The coronary perfusion pressure (CPP), the pressure gradient between the aorta and right atrium, is a major determinant of the myocardial blood flow. Consequently, generating a high CPP by providing high-quality chest compression during CPR is one of the most critical factors for achieving ROSC in cardiac arrest patients.
It is uncontroversial to state that the desired effect of adrenaline in CPR is the potential increase in CPP. The potential detrimental effects of adrenaline, such as decreased cerebral blood flow, increased myocardial oxygen consumption or recurrent ventricular tachycardias after ROSC, is yet to be found with REBOA. However, adverse effects of REBOA are not reported in the limited human data published, nor has this been an endpoint in the studies conducted so far.
The study
Resuscitative endovascular occlusion of the aorta (REBOA) as a mechanical method for increasing the coronary perfusion pressure in non-traumatic out-of-hospital cardiac arrest patients
This is a pilot study.

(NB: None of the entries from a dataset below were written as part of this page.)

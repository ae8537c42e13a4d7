//! In-process row store
//!
//! Enforces the same `(user_id, lowercased verb)` uniqueness as the hosted
//! table. Used by tests and offline runs.

use crate::error::GatewayError;
use crate::traits::RowStore;
use async_trait::async_trait;
use dashmap::DashMap;
use pvt_matrix::{locale_cmp, SchemaVersion, StoredRow};
use std::sync::atomic::{AtomicUsize, Ordering};

type RowKey = (String, String);

fn key(user_id: &str, verb: &str) -> RowKey {
    (user_id.to_string(), verb.to_lowercase())
}

/// Call counters for assertions
#[derive(Debug, Clone, Copy, Default, PartialEq, Eq)]
pub struct StoreStats {
    /// `select` calls
    pub selects: usize,
    /// Rows passed to `insert`
    pub inserted: usize,
    /// `upsert` calls
    pub upserts: usize,
    /// `update_meanings` calls
    pub updates: usize,
    /// `delete` calls
    pub deletes: usize,
}

/// Concurrent in-memory row store
#[derive(Debug, Default)]
pub struct InMemoryRowStore {
    rows: DashMap<RowKey, StoredRow>,
    selects: AtomicUsize,
    inserted: AtomicUsize,
    upserts: AtomicUsize,
    updates: AtomicUsize,
    deletes: AtomicUsize,
}

impl InMemoryRowStore {
    /// Empty store
    #[inline]
    #[must_use]
    pub fn new() -> Self {
        Self::default()
    }

    /// Store pre-filled with `rows`; later duplicates overwrite earlier ones
    #[must_use]
    pub fn with_rows(rows: impl IntoIterator<Item = StoredRow>) -> Self {
        let store = Self::new();
        for row in rows {
            store.rows.insert(key(&row.user_id, &row.verb), row);
        }
        store
    }

    /// Snapshot of one row
    #[must_use]
    pub fn get(&self, user_id: &str, verb: &str) -> Option<StoredRow> {
        self.rows.get(&key(user_id, verb)).map(|r| r.clone())
    }

    /// Number of rows across all users
    #[must_use]
    pub fn len(&self) -> usize {
        self.rows.len()
    }

    /// Whether the store is empty
    #[must_use]
    pub fn is_empty(&self) -> bool {
        self.rows.is_empty()
    }

    /// Call counters so far
    #[must_use]
    pub fn stats(&self) -> StoreStats {
        StoreStats {
            selects: self.selects.load(Ordering::Relaxed),
            inserted: self.inserted.load(Ordering::Relaxed),
            upserts: self.upserts.load(Ordering::Relaxed),
            updates: self.updates.load(Ordering::Relaxed),
            deletes: self.deletes.load(Ordering::Relaxed),
        }
    }
}

#[async_trait]
impl RowStore for InMemoryRowStore {
    async fn select(&self, user_id: &str) -> Result<Vec<StoredRow>, GatewayError> {
        self.selects.fetch_add(1, Ordering::Relaxed);
        let mut rows: Vec<StoredRow> = self
            .rows
            .iter()
            .filter(|entry| entry.key().0 == user_id)
            .map(|entry| entry.value().clone())
            .collect();
        rows.sort_by(|a, b| locale_cmp(&a.verb, &b.verb));
        Ok(rows)
    }

    async fn insert(&self, rows: &[StoredRow]) -> Result<(), GatewayError> {
        // All-or-nothing, like a single multi-row INSERT.
        for row in rows {
            if self.rows.contains_key(&key(&row.user_id, &row.verb)) {
                return Err(GatewayError::Conflict {
                    verb: row.verb.clone(),
                });
            }
        }
        for row in rows {
            self.rows.insert(key(&row.user_id, &row.verb), row.clone());
        }
        self.inserted.fetch_add(rows.len(), Ordering::Relaxed);
        Ok(())
    }

    async fn upsert(&self, row: &StoredRow) -> Result<(), GatewayError> {
        self.upserts.fetch_add(1, Ordering::Relaxed);
        self.rows.insert(key(&row.user_id, &row.verb), row.clone());
        Ok(())
    }

    async fn update_meanings(
        &self,
        user_id: &str,
        verb: &str,
        meanings: &[String],
        version: SchemaVersion,
    ) -> Result<(), GatewayError> {
        self.updates.fetch_add(1, Ordering::Relaxed);
        // Matching no rows is not an error for an UPDATE.
        if let Some(mut row) = self.rows.get_mut(&key(user_id, verb)) {
            row.meanings = meanings.to_vec();
            row.schema_version = Some(version);
        }
        Ok(())
    }

    async fn delete(&self, user_id: &str, verb: &str) -> Result<(), GatewayError> {
        self.deletes.fetch_add(1, Ordering::Relaxed);
        self.rows.remove(&key(user_id, verb));
        Ok(())
    }
}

The aim of the study was to calculate the CPP before and after REBOA balloon inflation. EtCO2 and median aortic pressure before and after balloon inflating were also measured.
Results
CPP, MAP and EtCO2 significative increased after REBOA placement in Zone 1 and balloon inflation
Limitations
Single center, small numbers, need of a large number of operators to insert the REBOA and to obtain the measurements.